A anestesia geral, por sua vez, é realizada com o uso de agentes inalatórios ou intravenosos, proporcionando inconsciência, analgesia e controle das vias aéreas. É particularmente indicada em casos de contraindicação ao bloqueio neuraxial, como em pacientes com distúrbios de coagulação, infecção na região de punção ou deformidades anatômicas importantes.

Além disso, mais recentemente os bloqueios periféricos — especialmente o bloqueio da fáscia ilíaca (FICB), bloqueio do nervo femoral (FNB) e o bloco pericapsular (PENG) — têm ganhado espaço como complemento frequente à raquianestesia, sendo muitas vezes realizados de forma pré-operatória ou perioperatória com auxílio do ultrassom. O acesso mais amplo ao ultrassom à beira leito aumentou a segurança e a precisão desses procedimentos, facilitando sua difusão na rotina hospitalar e permitindo estratégias que preservam a função motora quando desejado e amplificam o controle da dor. Há indícios de redução consistente da intensidade dolorosa e do consumo de opioides quando bloqueios guiados por ultrassom são empregados em pacientes com fratura de quadril.(EXSTEEN et al., 2022; GUAY, 2020; HONG, 2019). Há ainda evidências apontando associação entre o uso precoce de bloqueios periféricos e menor incidência de delírio pós-operatório e de eventos adversos associados às outras modalidades anestésicas (EXSTEEN et al., 2022; MUSE et al., 2024).

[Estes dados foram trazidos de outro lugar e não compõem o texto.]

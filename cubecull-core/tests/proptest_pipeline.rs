//! Property-based tests for the per-frame pipeline.
//!
//! Run with: cargo test -p cubecull-core -- proptest

use cubecull_core::compositor::compose;
use cubecull_core::{
    opacity, score_faces, transform_vertices, visibility_score, DrawCommand, Mesh, RenderParams,
    RotationState, Vertex, Viewport, VIEW_POINT,
};
use nalgebra::{Point3, Rotation3, UnitQuaternion, Vector3};
use proptest::prelude::*;

// =============================================================================
// Strategies
// =============================================================================

fn arb_angle() -> impl Strategy<Value = f32> {
    -720.0..720.0f32
}

fn arb_rotation() -> impl Strategy<Value = RotationState> {
    (arb_angle(), arb_angle(), arb_angle()).prop_map(|(x, y, z)| RotationState::new(x, y, z))
}

fn arb_offset() -> impl Strategy<Value = Vector3<f32>> {
    prop::array::uniform3(-200.0..200.0f32).prop_map(Vector3::from)
}

/// A planar, non-degenerate rectangle with arbitrary orientation and size,
/// centred near the origin.
fn arb_quad() -> impl Strategy<Value = [Vertex; 4]> {
    (
        prop::array::uniform3(-3.0..3.0f32),
        5.0..150.0f32,
        5.0..150.0f32,
        arb_offset(),
    )
        .prop_map(|(axis_angle, w, h, centre)| {
            let rotation = Rotation3::new(Vector3::from(axis_angle));
            [(-w, -h), (w, -h), (w, h), (-w, h)].map(|(x, y)| {
                Point3::from(rotation * Vector3::new(x, y, 0.0) + centre)
            })
        })
}

// =============================================================================
// Properties
// =============================================================================

proptest! {
    #[test]
    fn proptest_transform_preserves_vertex_count(rotation in arb_rotation()) {
        let mesh = Mesh::cube(100.0);
        let transformed = transform_vertices(&mesh, &rotation, &Viewport::default());
        prop_assert_eq!(transformed.len(), mesh.vertices().len());
    }

    #[test]
    fn proptest_transform_is_rigid_and_ordered(rotation in arb_rotation()) {
        // Pairwise distances survive only if both shape and order do.
        let mesh = Mesh::cube(100.0);
        let original = mesh.vertices();
        let transformed = transform_vertices(&mesh, &rotation, &Viewport::default());
        for i in 0..original.len() {
            for j in (i + 1)..original.len() {
                let before = (original[i] - original[j]).norm();
                let after = (transformed[i] - transformed[j]).norm();
                prop_assert!((before - after).abs() < 1e-2, "pair ({}, {})", i, j);
            }
        }
    }

    #[test]
    fn proptest_transform_matches_quaternion_composition(rotation in arb_rotation()) {
        let mesh = Mesh::cube(100.0);
        let viewport = Viewport::default();
        let (cx, cy) = viewport.center();
        let expected_rotation =
            UnitQuaternion::from_axis_angle(&Vector3::x_axis(), rotation.about_x.to_radians())
                * UnitQuaternion::from_axis_angle(&Vector3::y_axis(), rotation.about_y.to_radians())
                * UnitQuaternion::from_axis_angle(&Vector3::z_axis(), rotation.about_z.to_radians());

        let transformed = transform_vertices(&mesh, &rotation, &viewport);
        for (index, (original, moved)) in mesh.vertices().iter().zip(&transformed).enumerate() {
            let expected = expected_rotation * original + Vector3::new(cx, cy, 0.0);
            prop_assert!((moved - expected).norm() < 1e-2, "vertex {} moved to {:?}", index, moved);
        }
    }

    #[test]
    fn proptest_score_in_unit_range(quad in arb_quad()) {
        let score = visibility_score(&quad, &VIEW_POINT);
        prop_assert!((-1.0 - 1e-5..=1.0 + 1e-5).contains(&score), "score {}", score);
    }

    #[test]
    fn proptest_score_translation_invariant(quad in arb_quad(), offset in arb_offset()) {
        // Shift the quad and the view point together.
        let shifted = quad.map(|v| v + offset);
        let view_point = VIEW_POINT + offset;
        let a = visibility_score(&quad, &VIEW_POINT);
        let b = visibility_score(&shifted, &view_point);
        prop_assert!((a - b).abs() < 1e-3, "{} vs {}", a, b);
    }

    #[test]
    fn proptest_opacity_monotonic(a in -2.0..2.0f32, b in -2.0..2.0f32) {
        let params = RenderParams::default();
        let (lo, hi) = if a <= b { (a, b) } else { (b, a) };
        prop_assert!(opacity(lo, &params) <= opacity(hi, &params));
    }

    #[test]
    fn proptest_opacity_saturates(score in -2.0..2.0f32) {
        let params = RenderParams::default();
        let value = opacity(score, &params);
        prop_assert!((0.0..=1.0).contains(&value));
        if score < -0.3 {
            prop_assert_eq!(value, 0.0);
        }
        if score > 0.3 {
            prop_assert_eq!(value, 1.0);
        }
    }

    #[test]
    fn proptest_draw_order_back_to_front(rotation in arb_rotation()) {
        let mesh = Mesh::cube(100.0);
        let params = RenderParams::default();
        let transformed = transform_vertices(&mesh, &rotation, &Viewport::default());
        let scores = score_faces(&mesh, &transformed, &params.view_point);

        let drawn: Vec<f32> = compose(&mesh, &transformed, &scores, &params)
            .into_iter()
            .filter_map(|command| match command {
                DrawCommand::Polygon { score, .. } => Some(score),
                DrawCommand::Background(_) => None,
            })
            .collect();

        prop_assert!(drawn.windows(2).all(|pair| pair[0] <= pair[1]));
        prop_assert!(drawn.iter().all(|&score| score > params.hidden_threshold));

        let expected = scores.iter().filter(|s| s.score > params.hidden_threshold).count();
        prop_assert_eq!(drawn.len(), expected);
    }
}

Ensaios clínicos randomizados e metanálises recentes também sugerem que protocolos que combinam raquianestesia com bloqueios periféricos podem reduzir a necessidade de opioides no pós-operatório imediato e favorecer a mobilização precoce, fatores estes relacionados à redução de complicações e potencial melhoria na recuperação funcional dos idosos (HOUSERMAN et al., 2022; TSÁI et al., 2022).

Diante desse cenário, revisões sistemáticas e metanálises têm buscado comparar os efeitos das modalidades anestésicas em idosos submetidos a cirurgias de fratura de quadril, para embasar recomendações baseadas em evidências (ZHENG et al., 2020; ZHOU et al., 2023; WAN et al., 2025). Nesse contexto, o objetivo do presente trabalho é realizar um levantamento dos dados sobre fratura do fêmur/quadril no Brasil, nos últimos 10 anos, em pacientes idosos, relacionando tal dado com as modalidades anestésicas mais utilizadas e seu potencial impacto nos desfechos para tais pacientes.

2. METODOLOGIA

O presente trabalho consiste em um estudo retrospectivo, de delineamento observacional e analítico, fundamentado na utilização de dados secundários extraídos do Sistema de Informações Hospitalares do Sistema Único de Saúde (SIH/SUS), disponibilizados pela plataforma DATASUS.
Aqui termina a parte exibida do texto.